26 Dese waren in de dagen Iojakims, des soons Iesua, des soons Iozadaks: Ende in de dagen Nehemia des Lantvooghts, ende des Priesters Ezra, des Schriftgeleerden.
27 In de inwyinge nu van Ierusalems muer, sochten sy de Leviten uyt alle hare plaetsen, dat syse te Ierusalem brachten: om de inwyinge te doen met vreughde, ende met danckseggingen, ende met gesangh, cymbalen, luyten, ende met harpen.
28 Alsoo werden de kinderen der Sangers versamelt, soo uyt het vlacke velt rontom Ierusalem, als uyt de dorpen van Netophati:
29 Ende uyt den huyse van Gilgal, ende uyt de velden van Geba, ende Azmaveth: want de Sangers hadden hen dorpen gebouwt, rontom Ierusalem.
30 Ende de Priesters ende de Leviten reynighden haer selven: daer na reynighden sy het volck, ende de poorten, ende den muer.
31 Doe deed’ick de Vorsten van Iuda opgaen op den muer: Ende ick stelde twee groote danck-chooren, ende omgangen, [eenen ] ter rechter hant op den muer, na de mistpoorte toe.
32 Ende achter hen gingh Hosaja, ende de helft der Vorsten van Iuda,
33 Ende Azarja, Ezra, ende Mesullam,
34 Iuda, ende Benjamin, ende Semaja, ende Ieremja;
35 Ende van de Priesters kinderen met trompetten: Zacharja de sone Ionathans, des soons Semaja, des soons Matthanja, des soons Michaja, des soons Zacchurs, des soons Asaphs:
36 Ende sijne broeders, Semaja, ende Azareël, Milalai, Gilalai, Maai, Nethaneël, ende Iuda, Hanani, met musijck-instrumenten Davids, des mans Godts: ende Ezra de Schriftgeleerde [gingh ] voor haer aengesichte henen.
37 Voorts na de fonteynpoorte, ende tegen hen over, gingen sy op by de trappen van Davids stadt, door den opgangh des muers: boven Davids huys, tot aen de waterpoorte, tegen ’t Oosten.
38 De tweede danck-choor nu, die gingh tegen over, ende ick achter dien, met de helft des volcks, op den muer, van boven den back-ovens toren, tot aen den breeden muer:
39 Ende van boven de poorte Ephraims, ende boven de oude poorte, ende boven de vischpoorte, ende den toren Hananeël, ende den toren Mea, tot aen de schaepspoorte, ende sy bleven staen in de gevangenpoorte.
40 Daer na stonden de beyde danck-chooren in Godes Huys: oock ick, ende de helft der Overheden met my.

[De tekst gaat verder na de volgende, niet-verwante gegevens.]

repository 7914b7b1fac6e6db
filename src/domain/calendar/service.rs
use super::color::generate_color;
use super::error::{AggregationError, FeedError};
use super::model::{AggregationResult, EventRecord, FeedSource};
use super::parser::parse_feed;
use crate::infrastructure::repositories::IcsFeedRepository;
use async_trait::async_trait;
use futures::future::join_all;
use moka::future::Cache;
use std::sync::Arc;
use std::time::Duration;

/// Default time a merged result is served before feeds are fetched again
pub const DEFAULT_CACHE_TTL: Duration = Duration::from_secs(5 * 60);

/// The cache only ever holds the latest merged result
const RESULT_KEY: () = ();

/// A feed that was fetched and parsed successfully
#[derive(Debug)]
struct LoadedFeed {
    source: FeedSource,
    records: Vec<EventRecord>,
}

#[derive(Debug)]
struct FeedLoadError {
    feed_id: String,
    url: String,
    error: FeedError,
}

pub struct CalendarService {
    feed_repo: Arc<dyn IcsFeedRepository>,
    feed_urls: Arc<[String]>,
    cache: Cache<(), Arc<AggregationResult>>,
}

impl CalendarService {
    pub fn new(
        feed_repo: Arc<dyn IcsFeedRepository>,
        feed_urls: Vec<String>,
        cache_ttl: Duration,
    ) -> Self {
        let cache = Cache::builder()
            .max_capacity(1)
            .time_to_live(cache_ttl)
            .build();

        Self {
            feed_repo,
            feed_urls: feed_urls.into(),
            cache,
        }
    }
}

#[async_trait]
pub trait CalendarServiceApi: Send + Sync {
    /// Return the merged events of all configured feeds
    ///
    /// This operation:
    /// - Serves the cached result while it is younger than the TTL
    /// - Otherwise fetches and parses every feed concurrently, skipping failed ones
    /// - Collapses concurrent refreshes into a single in-flight one
    ///
    /// A refresh where every feed failed yields an empty result that is not cached.
    async fn get_events(&self) -> Result<Arc<AggregationResult>, AggregationError>;

    /// Whether a fresh result is currently cached
    async fn is_warm(&self) -> bool;

    fn feed_count(&self) -> usize;
}

#[async_trait]
impl CalendarServiceApi for CalendarService {
    async fn get_events(&self) -> Result<Arc<AggregationResult>, AggregationError> {
        if let Some(cached) = self.cache.get(&RESULT_KEY).await {
            tracing::debug!(
                event_count = cached.events.len(),
                feed_count = cached.feeds.len(),
                "Using cached events"
            );
            return Ok(cached);
        }

        match self.cache.try_get_with(RESULT_KEY, self.refresh()).await {
            Ok(result) => Ok(result),
            Err(err) => match err.as_ref() {
                AggregationError::NoFeedsAvailable => Ok(Arc::new(AggregationResult::default())),
                other => Err(other.clone()),
            },
        }
    }

    async fn is_warm(&self) -> bool {
        self.cache.get(&RESULT_KEY).await.is_some()
    }

    fn feed_count(&self) -> usize {
        self.feed_urls.len()
    }
}

impl CalendarService {
    /// Fetch and parse every feed concurrently, then merge in configured order.
    async fn refresh(&self) -> Result<Arc<AggregationResult>, AggregationError> {
        tracing::info!(
            feed_count = self.feed_urls.len(),
            "Cache expired or empty, fetching fresh events"
        );

        let total = self.feed_urls.len();
        let tasks = self.feed_urls.iter().enumerate().map(|(index, url)| {
            let feed_repo = self.feed_repo.clone();
            let url = url.clone();
            tokio::spawn(async move { load_feed(feed_repo.as_ref(), index, total, url).await })
        });

        let mut result = AggregationResult::default();
        for outcome in join_all(tasks).await {
            match outcome.map_err(|e| AggregationError::Task(e.to_string()))? {
                Ok(feed) => result.push_feed(feed.source, feed.records),
                Err(failure) => {
                    tracing::error!(
                        feed_id = %failure.feed_id,
                        url = %failure.url,
                        error = %failure.error,
                        "Failed to process ICS feed"
                    );
                }
            }
        }

        if result.is_empty() {
            tracing::warn!(feed_count = total, "Every ICS feed failed, result will not be cached");
            return Err(AggregationError::NoFeedsAvailable);
        }

        tracing::info!(
            event_count = result.events.len(),
            loaded_feeds = result.feeds.len(),
            feed_count = total,
            "Fetched events"
        );

        Ok(Arc::new(result))
    }
}

async fn load_feed(
    feed_repo: &dyn IcsFeedRepository,
    index: usize,
    total: usize,
    url: String,
) -> Result<LoadedFeed, FeedLoadError> {
    let feed_id = FeedSource::id_for(index);

    let parsed = match feed_repo.fetch(&url).await {
        Ok(text) => parse_feed(&text).map_err(FeedError::from),
        Err(e) => Err(FeedError::from(e)),
    };
    let parsed = match parsed {
        Ok(parsed) => parsed,
        Err(error) => return Err(FeedLoadError { feed_id, url, error }),
    };

    let name = parsed
        .name
        .unwrap_or_else(|| FeedSource::fallback_name(index));

    tracing::info!(
        feed_id = %feed_id,
        url = %url,
        event_count = parsed.events.len(),
        "Processed ICS feed"
    );

    Ok(LoadedFeed {
        source: FeedSource {
            id: feed_id,
            url,
            name,
            color: generate_color(index, total).to_string(),
        },
        records: parsed.events,
    })
}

41 Ende de Priesters, Eljakim, Maaseja, Minjamin, Michaja, Elioënai, Zacharja, Hananja, met trompetten.
42 Voorts Maaseja, ende Semaja, ende Eleazar, ende Uzzi, ende Iohanan, ende Malchia, ende Elam, ende Ezer: oock lieten sich de Sangers hooren, met Izrahia den Opsiender.
43 Ende sy offerden des selven daeghs groote slacht-offeren, ende waren vrolick; want Godt hadse vrolick gemaeckt met groote vrolickheyt, ende oock waren de wijven ende de kinderen vrolick: soo dat de vrolickheyt van Ierusalem, tot van verre gehoort wert.

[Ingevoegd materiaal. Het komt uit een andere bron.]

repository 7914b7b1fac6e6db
pub mod controllers;
pub mod domain;
pub mod error;
pub mod infrastructure;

44 Oock werden ten selven dage mannen gestelt over de kameren, tot de schatten, tot de hef-offeren, tot de eerstelingen, ende tot de tienden, om daer in uyt de ackeren der steden te versamelen de deelen der wet, voor de Priesteren ende voor de Leviten: want Iuda was vrolick over de Priesteren, ende over de Leviten, die daer stonden,
45 Ende namen de wacht hares Godts waer, ende de wacht der reyniginge, oock de Sangers, ende de Poortiers: na den gebode Davids, [ende ] sijns soons Salomo.

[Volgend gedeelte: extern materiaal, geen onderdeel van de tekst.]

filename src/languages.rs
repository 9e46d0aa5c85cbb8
//! 语言代码表与默认服务器名称

/// 可选的语言 (代码, 显示名称)
pub const LANGUAGES: &[(&str, &str)] = &[
    ("es", "Español"),
    ("es-MX", "Español (Latino)"),
    ("es-ES", "Español (España)"),
    ("en", "Inglés"),
    ("ja", "Japonés"),
    ("ja-sub", "Japonés (Subtitulado)"),
    ("pt-BR", "Portugués (Brasil)"),
    ("fr", "Francés"),
    ("it", "Italiano"),
    ("de", "Alemán"),
    ("ko", "Coreano"),
    ("zh", "Chino"),
];

/// 空标签页中第一行服务器的默认名称
pub const PRIMARY_SERVER_NAME: &str = "Yamilat (Principal)";

/// 其余服务器的轮换名称
pub const SERVER_NAMES: &[&str] = &[
    "Zeus", "Hera", "Poseidón", "Deméter", "Atenea", "Apolo", "Artemisa", "Ares", "Afrodita",
    "Hefesto", "Hermes", "Dioniso", "Odín", "Thor", "Loki", "Freya", "Ra", "Anubis", "Isis",
    "Osiris", "Amaterasu", "Susanoo", "Tsukuyomi", "Quetzalcóatl",
];

/// 根据代码查找显示名称
pub fn language_name(code: &str) -> Option<&'static str> {
    LANGUAGES
        .iter()
        .find(|(c, _)| *c == code)
        .map(|(_, name)| *name)
}

/// 轮换取名器，每个编辑会话一个
#[derive(Debug, Clone, Default)]
pub struct ServerNamer {
    counter: usize,
}

impl ServerNamer {
    pub fn next_name(&mut self) -> String {
        let name = SERVER_NAMES[self.counter % SERVER_NAMES.len()];
        self.counter += 1;
        name.to_string()
    }

    /// 空列表的第一行用主名称，不消耗轮换计数
    pub fn default_name(&mut self, existing_rows: usize) -> String {
        if existing_rows == 0 {
            PRIMARY_SERVER_NAME.to_string()
        } else {
            self.next_name()
        }
    }
}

46 Want in de dagen Davids, ende Asaphs, van oudts, warender Hoofden der Sangers, ende des lofgesanghs, ende der danckseggingen tot Godt.
47 Daerom gaf gantsch Israël, in de dagen Zerubbabels, ende in de dagen van Nehemia, de deelen der Sangers, ende der Poortiers, elcks dagelicks op sijnen dagh: Ende sy heylighden voor de Leviten, ende de Leviten heylighden voor de kinderen Aarons.